Literally no data producing phenomenon is a repeatable event, outside of controlled experiments.

usgroup · on July 16, 2018

Model totally sucked against betting odds and if you used the model probabilities to price bets you would have lost a lot of money vs even an average bookmaker.

Score it yourself against implied probabilities from Betfair for example and marvel at the suckage.

_1qd4 · on July 16, 2018

But Goldman Sachs are the kings of predicting uncertainty! This is their whole business! They make billions predicting certainty through the murky, uncertain waters of the global economy. Would you argue that the global economy is more uncertain that soccer? I'd say so. How is it that they can find success in the market but not in soccer?

I think this is a smoke signal. Soccer is corrupt; you can't predict the winner unless you know what's being passed around under the table. Goldman Sachs does these predictions so people read between the lines to see how corrupt it is.

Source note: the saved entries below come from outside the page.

//! Threads: one cooperative execution context each
//!
//! A thread owns its registers, heads, local stacks and label scratch. Memory
//! and the global stack belong to the engine.

use crate::head::{Head, HeadId, NUM_HEADS};
use crate::label::CodeLabel;
use crate::stack::CpuStack;

/// Register file size; variants use a prefix of it.
pub const MAX_REGISTERS: usize = 4;

#[derive(Clone, Debug, PartialEq)]
pub struct Thread {
    pub id: usize,
    pub regs: [i32; MAX_REGISTERS],
    pub heads: [Head; NUM_HEADS],
    pub local_stacks: Vec<CpuStack>,
    /// Stack selected by `push`/`pop`; past the local stacks means global
    pub cur_stack: usize,
    pub cur_head: HeadId,
    pub read_label: CodeLabel,
    pub next_label: CodeLabel,
    /// Not running threads keep their slot but are skipped by the scheduler
    pub running: bool,
    /// Organism that created the thread's code (parasites differ from host)
    pub owner: Option<u64>,
}

impl Thread {
    pub fn new(id: usize, num_local_stacks: usize) -> Self {
        Self {
            id,
            regs: [0; MAX_REGISTERS],
            heads: [Head::default(); NUM_HEADS],
            local_stacks: vec![CpuStack::new(); num_local_stacks],
            cur_stack: 0,
            cur_head: HeadId::Ip,
            read_label: CodeLabel::new(),
            next_label: CodeLabel::new(),
            running: true,
            owner: None,
        }
    }

    /// Clear everything except the id, placing all heads in `space`.
    pub fn reset(&mut self, space: usize) {
        self.regs = [0; MAX_REGISTERS];
        self.heads = [Head::new(0, space); NUM_HEADS];
        self.local_stacks.iter_mut().for_each(CpuStack::clear);
        self.cur_stack = 0;
        self.cur_head = HeadId::Ip;
        self.read_label.clear();
        self.next_label.clear();
        self.running = true;
    }

    /// Heads back to the start of their space and local stacks cleared.
    pub fn reset_heads_and_stacks(&mut self, space: usize) {
        self.heads = [Head::new(0, space); NUM_HEADS];
        self.local_stacks.iter_mut().for_each(CpuStack::clear);
    }

    #[inline]
    pub fn head(&self, id: HeadId) -> &Head {
        &self.heads[id.index()]
    }

    #[inline]
    pub fn head_mut(&mut self, id: HeadId) -> &mut Head {
        &mut self.heads[id.index()]
    }

    #[inline]
    pub fn ip(&self) -> &Head {
        &self.heads[HeadId::Ip.index()]
    }

    #[inline]
    pub fn ip_mut(&mut self) -> &mut Head {
        &mut self.heads[HeadId::Ip.index()]
    }
}

/// Bitmask of live thread ids.
#[derive(Clone, Copy, Debug, Default, PartialEq, Eq)]
pub struct ThreadIdChart(u32);

impl ThreadIdChart {
    pub fn new() -> Self {
        Self(0)
    }

    /// Take the lowest free id. `None` when all 32 are in use.
    pub fn claim(&mut self) -> Option<usize> {
        let id = (!self.0).trailing_zeros() as usize;
        if id >= 32 {
            return None;
        }
        self.0 |= 1 << id;
        Some(id)
    }

    pub fn release(&mut self, id: usize) {
        if id < 32 {
            self.0 &= !(1 << id);
        }
    }

    pub fn contains(&self, id: usize) -> bool {
        id < 32 && (self.0 >> id) & 1 == 1
    }

    pub fn count(&self) -> usize {
        self.0.count_ones() as usize
    }

    pub fn bits(&self) -> u32 {
        self.0
    }

    pub fn clear(&mut self) {
        self.0 = 0;
    }
}

#[cfg(test)]
mod tests {
    use super::*;

    #[test]
    fn test_chart_claims_lowest_free() {
        let mut chart = ThreadIdChart::new();
        assert_eq!(chart.claim(), Some(0));
        assert_eq!(chart.claim(), Some(1));
        assert_eq!(chart.claim(), Some(2));
        chart.release(1);
        assert_eq!(chart.claim(), Some(1));
        assert_eq!(chart.count(), 3);
        assert_eq!(chart.bits(), 0b111);
    }

    #[test]
    fn test_chart_full() {
        let mut chart = ThreadIdChart::new();
        for i in 0..32 {
            assert_eq!(chart.claim(), Some(i));
        }
        assert_eq!(chart.claim(), None);
    }

    #[test]
    fn test_reset_keeps_id() {
        let mut t = Thread::new(5, 2);
        t.regs[1] = 9;
        t.local_stacks[1].push(3);
        t.heads[2].pos = 7;
        t.next_label.add_nop(1);
        t.reset(0);
        assert_eq!(t.id, 5);
        assert_eq!(t.regs, [0; MAX_REGISTERS]);
        assert_eq!(t.local_stacks[1].top(), 0);
        assert_eq!(t.heads[2].pos, 0);
        assert!(t.next_label.is_empty());
    }
}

My argument is: "Goldman is amazing at statistical analysis and they routinely practice it on much tougher models (the global economy), so they should have no problem predicting a simpler model (soccer). But since they drastically failed at predicting soccer, then there must be an equally drastic variable missing from their predictions. Since we can trust Goldman to use all available public information in their analysis, there must be critical information that is hidden from the public which affects the outcomes". I make some assumptions, but it's fairly sound, no?

appleiigs · on July 16, 2018

Goldman's business model is not to predict the future. Goldman has 2 business models: 1) transfer risk, 2) provide advice. For #1, it's a middleman. For #2, it's paid for brain power, experience and speed.

cepth · on July 16, 2018

Unclear if your comment is tongue in cheek, but assuming that you're serious, I'd encourage you to give a listen to a podcast episode like this: https://soundcloud.com/bettheprocess/episode-35-ted-knutson.

In the world of sports betting/analytics, you have baseball and basketball at the forefront, and then American football, soccer, and hockey (roughly in that order).

Off the top of my head, there are several reasons why the latter three sports have all lagged behind:

-Lack of data

It wasn't until the last 4-5 years that widely available, affordable, and accurate data for soccer matches was available. Companies like Opta have accomplished this by outsourcing the watching of games and the manual tagging of events, which was made possible by the advent of cheap cloud computing.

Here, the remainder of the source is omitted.